We’ve all heard about the Vioxx, Celebrex, and Bextra withdrawals; the debate over the safety and efficacy of the US drug and device approval processes has been well-traversed. But what is much less widely known—at least among the public, and likely among healthcare professionals whose practices are not directly affected—are the number of FDA safety alerts and recalls made every year. In 2006 alone, more than 100 safety alerts were issued for drugs, biologics, medical devices, and dietary supplements. The total number of alerts issued so far this year (113) is just six shy of last year’s total; 31 of the 2007 alerts have been for total or partial (specific lots) recalls.

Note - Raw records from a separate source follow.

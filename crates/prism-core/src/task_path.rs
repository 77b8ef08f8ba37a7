use crate::error::{PrismError, Result};
use crate::types::Level;
use serde::{Deserialize, Serialize};
use std::fmt;

/// Maximum number of segments: phase/milestone/block/task/subtask.
pub const MAX_DEPTH: usize = 5;

/// Address of an entity as the chain of identifiers from its Phase down,
/// written `alpha/0.1.x/0.1.1/data-model/schema`. The empty path is the
/// (implicit) project root.
#[derive(Debug, Clone, Default, PartialEq, Eq, Hash, PartialOrd, Ord, Serialize, Deserialize)]
#[serde(transparent)]
pub struct TaskPath(Vec<String>);

impl TaskPath {
    pub fn root() -> Self {
        Self(Vec::new())
    }

    pub fn parse(raw: &str) -> Result<Self> {
        let trimmed = raw.trim().trim_matches('/');
        if trimmed.is_empty() {
            return Ok(Self::root());
        }
        let segments: Vec<String> = trimmed.split('/').map(str::to_string).collect();
        if segments.iter().any(|s| s.trim().is_empty()) {
            return Err(PrismError::Validation(format!(
                "invalid task path '{raw}': empty segment"
            )));
        }
        Self::from_segments(segments)
    }

    pub fn from_segments<I, S>(segments: I) -> Result<Self>
    where
        I: IntoIterator<Item = S>,
        S: Into<String>,
    {
        let segments: Vec<String> = segments.into_iter().map(Into::into).collect();
        if segments.len() > MAX_DEPTH {
            return Err(PrismError::Validation(format!(
                "invalid task path '{}': at most {MAX_DEPTH} segments",
                segments.join("/")
            )));
        }
        Ok(Self(segments))
    }

    pub fn segments(&self) -> &[String] {
        &self.0
    }

    pub fn len(&self) -> usize {
        self.0.len()
    }

    pub fn is_root(&self) -> bool {
        self.0.is_empty()
    }

    /// Level of the entity this path addresses; `None` for the root.
    pub fn level(&self) -> Option<Level> {
        self.0.len().checked_sub(1).and_then(Level::at_depth)
    }

    pub fn last(&self) -> Option<&str> {
        self.0.last().map(String::as_str)
    }

    pub fn parent(&self) -> Option<TaskPath> {
        if self.0.is_empty() {
            return None;
        }
        Some(Self(self.0[..self.0.len() - 1].to_vec()))
    }

    pub fn join(&self, id: impl Into<String>) -> TaskPath {
        let mut segments = self.0.clone();
        segments.push(id.into());
        Self(segments)
    }

    pub fn prefix(&self, len: usize) -> TaskPath {
        Self(self.0[..len.min(self.0.len())].to_vec())
    }

    /// True when `self` equals `other` or lies beneath it.
    pub fn starts_with(&self, other: &TaskPath) -> bool {
        self.0.starts_with(&other.0)
    }

    /// Replace the leading `from` prefix with `to`. Returns `None` when `self`
    /// is not under `from`.
    pub fn rebase(&self, from: &TaskPath, to: &TaskPath) -> Option<TaskPath> {
        if !self.starts_with(from) {
            return None;
        }
        let mut segments = to.0.clone();
        segments.extend_from_slice(&self.0[from.0.len()..]);
        Some(Self(segments))
    }
}

impl fmt::Display for TaskPath {
    fn fmt(&self, f: &mut fmt::Formatter<'_>) -> fmt::Result {
        if self.0.is_empty() {
            return f.write_str("/");
        }
        f.write_str(&self.0.join("/"))
    }
}

impl std::str::FromStr for TaskPath {
    type Err = PrismError;

    fn from_str(s: &str) -> Result<Self> {
        TaskPath::parse(s)
    }
}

Among this year’s recalls are the following:
• Class I (a situation in which there is a reasonable probability that the use of or exposure to a violative product will cause serious adverse health consequences or death) recall of Thoratec Paracorporeal Ventricular Assist System, because some may contain a black collet and nut that can disconnect during use.
• Class I recall of Thoratec TLC-II Portable Ventricular Assist Device Driver, because it may stop due to earlier-than-expected wear-out of the compressor motor.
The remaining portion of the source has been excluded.